The National Treasury
National Treasury Cabinet Secretary Ukur Yatani. Since January, this year, the Treasury nudged by the International Monetary Fund (IMF) and the World Bank collapsed VAT and Pay-As-You-Earn (PAYE) exemptions introduced in 2020 and resumed corporate tax charge to 30 per cent from 25 per cent.

The West imposed austerity in Kenya in the midst of the pandemic is biting through inflation in the form of dozens of tax measures that are ripping the most vulnerable.
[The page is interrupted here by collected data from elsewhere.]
//! Road generation and segment sequence tests

use rand::rngs::StdRng;
use rand::SeedableRng;
use road_runner::simulation::{
    generate_segment, runway_segment, GameConfig, Segment, SegmentSequence, MAX_ROAD_WIDTH,
    MIN_GAP_WIDTH, MIN_ROAD_WIDTH,
};

const EPSILON: f32 = 1e-3;

/// Positions accumulate float error while scrolling
const STACK_EPSILON: f32 = 0.05;

fn is_regular(segment: &Segment, config: &GameConfig) -> bool {
    (segment.height - config.road_height()).abs() < EPSILON
}

fn assert_road_invariants(sequence: &SegmentSequence, config: &GameConfig) {
    assert_eq!(sequence.len(), config.sequence_len());

    let segments: Vec<&Segment> = sequence.iter().collect();
    for segment in &segments {
        assert!(segment.top_left_x < segment.top_right_x);
        assert!(segment.top_left_x >= 0.0, "segment off the left edge: {:?}", segment);
        assert!(
            segment.top_right_x <= config.screen_width,
            "segment off the right edge: {:?}",
            segment
        );
        if is_regular(segment, config) {
            assert!(segment.width() >= MIN_ROAD_WIDTH - EPSILON, "too narrow: {:?}", segment);
            assert!(segment.width() <= MAX_ROAD_WIDTH + EPSILON, "too wide: {:?}", segment);
        }
    }

    for pair in segments.windows(2) {
        let (lower, upper) = (pair[0], pair[1]);
        assert!(
            lower.overlap_with(upper) >= MIN_GAP_WIDTH - EPSILON,
            "gap too narrow between {:?} and {:?}",
            lower,
            upper
        );
        assert!(
            (upper.bottom_y() - lower.top_y).abs() < STACK_EPSILON,
            "segments are not stacked: {:?} above {:?}",
            upper,
            lower
        );
    }
}

#[test]
fn test_runway_is_centered_and_flush_with_bottom() {
    let config = GameConfig::default();
    let runway = runway_segment(&config);

    assert_eq!(runway.width(), config.runway_width());
    assert_eq!(runway.height, config.road_height() * 4.0);
    assert_eq!(runway.bottom_y(), config.screen_height);
    assert_eq!(runway.center_x(), config.screen_width / 2.0);
}

#[test]
fn test_bootstrap_fills_sequence() {
    let config = GameConfig::default();
    let mut rng = StdRng::seed_from_u64(1);
    let mut sequence = SegmentSequence::new();

    sequence.bootstrap(&config, &mut rng).unwrap();

    assert_eq!(sequence.len(), 2 * config.visible_segment_count);
    assert_eq!(sequence.front(), Some(&runway_segment(&config)));
    assert_road_invariants(&sequence, &config);
}

#[test]
fn test_bootstrap_discards_previous_road() {
    let config = GameConfig::default();
    let mut rng = StdRng::seed_from_u64(2);
    let mut sequence = SegmentSequence::from_segments(vec![
        Segment::new(0.0, 10.0, 0.0, 1.0);
        10
    ]);

    sequence.bootstrap(&config, &mut rng).unwrap();

    assert_road_invariants(&sequence, &config);
}

#[test]
fn test_generated_segments_respect_width_and_gap() {
    let config = GameConfig::default();

    for seed in 0..50 {
        let mut rng = StdRng::seed_from_u64(seed);
        let mut previous = runway_segment(&config);

        for _ in 0..200 {
            let next = generate_segment(&previous, &config, &mut rng);
            assert!(next.width() >= MIN_ROAD_WIDTH && next.width() <= MAX_ROAD_WIDTH);
            assert!(previous.overlap_with(&next) >= MIN_GAP_WIDTH);
            assert_eq!(next.top_y, previous.top_y - config.road_height());
            assert_eq!(next.height, config.road_height());
            previous = next;
        }
    }
}

#[test]
fn test_generator_turns_away_from_left_edge() {
    let config = GameConfig::default();
    let previous = Segment::new(10.0, 260.0, 0.0, config.road_height());

    for seed in 0..100 {
        let mut rng = StdRng::seed_from_u64(seed);
        let next = generate_segment(&previous, &config, &mut rng);
        assert!(
            next.top_left_x >= previous.top_left_x + previous.half_width(),
            "seed {}: segment placed left of an edge-hugging road: {:?}",
            seed,
            next
        );
    }
}

#[test]
fn test_generator_turns_away_from_right_edge() {
    let config = GameConfig::default();
    let previous = Segment::new(1050.0, 1270.0, 0.0, config.road_height());

    for seed in 0..100 {
        let mut rng = StdRng::seed_from_u64(seed);
        let next = generate_segment(&previous, &config, &mut rng);
        assert!(next.top_right_x <= previous.top_left_x + previous.half_width());
        assert!(next.top_right_x >= previous.top_left_x + MIN_GAP_WIDTH);
    }
}

#[test]
fn test_left_edge_clamp_wins_when_both_apply() {
    let config = GameConfig {
        screen_width: 500.0,
        ..GameConfig::default()
    };
    let previous = Segment::new(100.0, 400.0, 0.0, config.road_height());

    for seed in 0..100 {
        let mut rng = StdRng::seed_from_u64(seed);
        let next = generate_segment(&previous, &config, &mut rng);
        assert!(next.top_left_x >= 250.0, "seed {}: went left: {:?}", seed, next);
    }
}

#[test]
fn test_recycle_is_noop_before_front_leaves_screen() {
    let config = GameConfig::default();
    let mut rng = StdRng::seed_from_u64(3);
    let mut sequence = SegmentSequence::new();
    sequence.bootstrap(&config, &mut rng).unwrap();

    let before: Vec<Segment> = sequence.iter().copied().collect();
    let recycled = sequence.recycle_if_needed(&config, &mut rng).unwrap();
    let after: Vec<Segment> = sequence.iter().copied().collect();

    assert!(!recycled);
    assert_eq!(before, after);
}

/// A full-length road whose front segment has just left the screen
fn road_ready_to_recycle(config: &GameConfig) -> Vec<Segment> {
    let height = config.road_height();
    (0..config.sequence_len())
        .map(|i| {
            let left = 500.0 + 50.0 * (i % 2) as f32;
            Segment::new(left, left + 250.0, config.screen_height - i as f32 * height, height)
        })
        .collect()
}

#[test]
fn test_recycle_evicts_front_and_appends_back() {
    let config = GameConfig::default();
    let mut rng = StdRng::seed_from_u64(4);
    let height = config.road_height();
    let road = road_ready_to_recycle(&config);
    let newest = *road.last().unwrap();
    let mut sequence = SegmentSequence::from_segments(road);

    let recycled = sequence.recycle_if_needed(&config, &mut rng).unwrap();

    assert!(recycled);
    assert_eq!(sequence.len(), config.sequence_len());
    assert_eq!(sequence.front().unwrap().top_y, config.screen_height - height);
    let back = sequence.back().unwrap();
    assert_eq!(back.top_y, newest.top_y - height);
    assert!(back.overlap_with(&newest) >= MIN_GAP_WIDTH);
}

#[test]
fn test_recycle_rejects_road_of_wrong_length() {
    let config = GameConfig::default();
    let mut rng = StdRng::seed_from_u64(8);
    let road = road_ready_to_recycle(&config);

    let mut short = SegmentSequence::from_segments(road[..2].iter().copied());
    assert!(short.recycle_if_needed(&config, &mut rng).is_err());
    assert_eq!(short.len(), 2);

    let mut long = SegmentSequence::from_segments(road.iter().chain(&road).copied());
    assert!(long.recycle_if_needed(&config, &mut rng).is_err());
}

#[test]
fn test_sequence_invariants_hold_over_long_scroll() {
    let config = GameConfig::default();

    for seed in 0..10 {
        let mut rng = StdRng::seed_from_u64(seed);
        let mut sequence = SegmentSequence::new();
        sequence.bootstrap(&config, &mut rng).unwrap();

        let mut recycles = 0;
        for _ in 0..5_000 {
            sequence.advance(1.0 / 60.0, 540.0);
            if sequence.recycle_if_needed(&config, &mut rng).unwrap() {
                recycles += 1;
            }
            assert_eq!(sequence.len(), config.sequence_len());
        }

        assert!(recycles > 100, "seed {}: only {} recycles", seed, recycles);
        assert_road_invariants(&sequence, &config);
    }
}

#[test]
fn test_advance_moves_every_segment() {
    let config = GameConfig::default();
    let mut rng = StdRng::seed_from_u64(5);
    let mut sequence = SegmentSequence::new();
    sequence.bootstrap(&config, &mut rng).unwrap();
    let before: Vec<f32> = sequence.iter().map(|s| s.top_y).collect();

    sequence.advance(0.5, 240.0);

    for (old, segment) in before.iter().zip(sequence.iter()) {
        assert_eq!(segment.top_y, old + 120.0);
    }
}

#[test]
fn test_front_two_needs_two_segments() {
    let single = SegmentSequence::from_segments([Segment::new(0.0, 200.0, 0.0, 100.0)]);
    assert!(single.front_two().is_err());
    assert!(SegmentSequence::new().front_two().is_err());
}

#[test]
fn test_edges_connect_consecutive_segments() {
    let config = GameConfig::default();
    let mut rng = StdRng::seed_from_u64(6);
    let mut sequence = SegmentSequence::new();
    sequence.bootstrap(&config, &mut rng).unwrap();

    let edges = sequence.edges();
    let segments: Vec<&Segment> = sequence.iter().collect();

    assert_eq!(edges.len(), segments.len());
    assert!(edges[0].connectors.is_none());
    for (i, edge) in edges.iter().enumerate().skip(1) {
        let [left, right] = edge.connectors.expect("upper segments have connectors");
        assert_eq!(left.0, segments[i].bottom_left());
        assert_eq!(left.1, segments[i - 1].top_left());
        assert_eq!(right.0, segments[i].bottom_right());
        assert_eq!(right.1, segments[i - 1].top_right());
    }
}

#[test]
fn test_same_seed_same_road() {
    let config = GameConfig::default();
    let build = |seed| {
        let mut rng = StdRng::seed_from_u64(seed);
        let mut sequence = SegmentSequence::new();
        sequence.bootstrap(&config, &mut rng).unwrap();
        sequence.iter().copied().collect::<Vec<_>>()
    };

    assert_eq!(build(42), build(42));
}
Since January, this year, the Treasury piqued by the International Monetary Fund (IMF) and the World Bank froze VAT and Pay-As-You-Earn (PAYE) exemptions introduced last year and resumed corporate tax charge to 30 per cent from 25 per cent.

What’s more, Kenya has also introduced a digital services tax, minimum income tax payable by all companies at one per cent of the gross turnover, excise duty hikes on call and data, loan fees, as well as reinstatement of VAT on cooking gas.

The pain at the retail and supermarket outlets is biting hard and if the weather does not behave your neighborhood grocer will bite, too.

There are reports of an expected 20 per cent drop in maize yields from bread baskets of Trans Nzoia and Uasin Gishu counties on the impact of erratic rains, compounded by bureaucratic confusion which has delayed delivery of crucial fertilizer, Calcium Ammonium Nitrogen (CAN) to thousands of farmers.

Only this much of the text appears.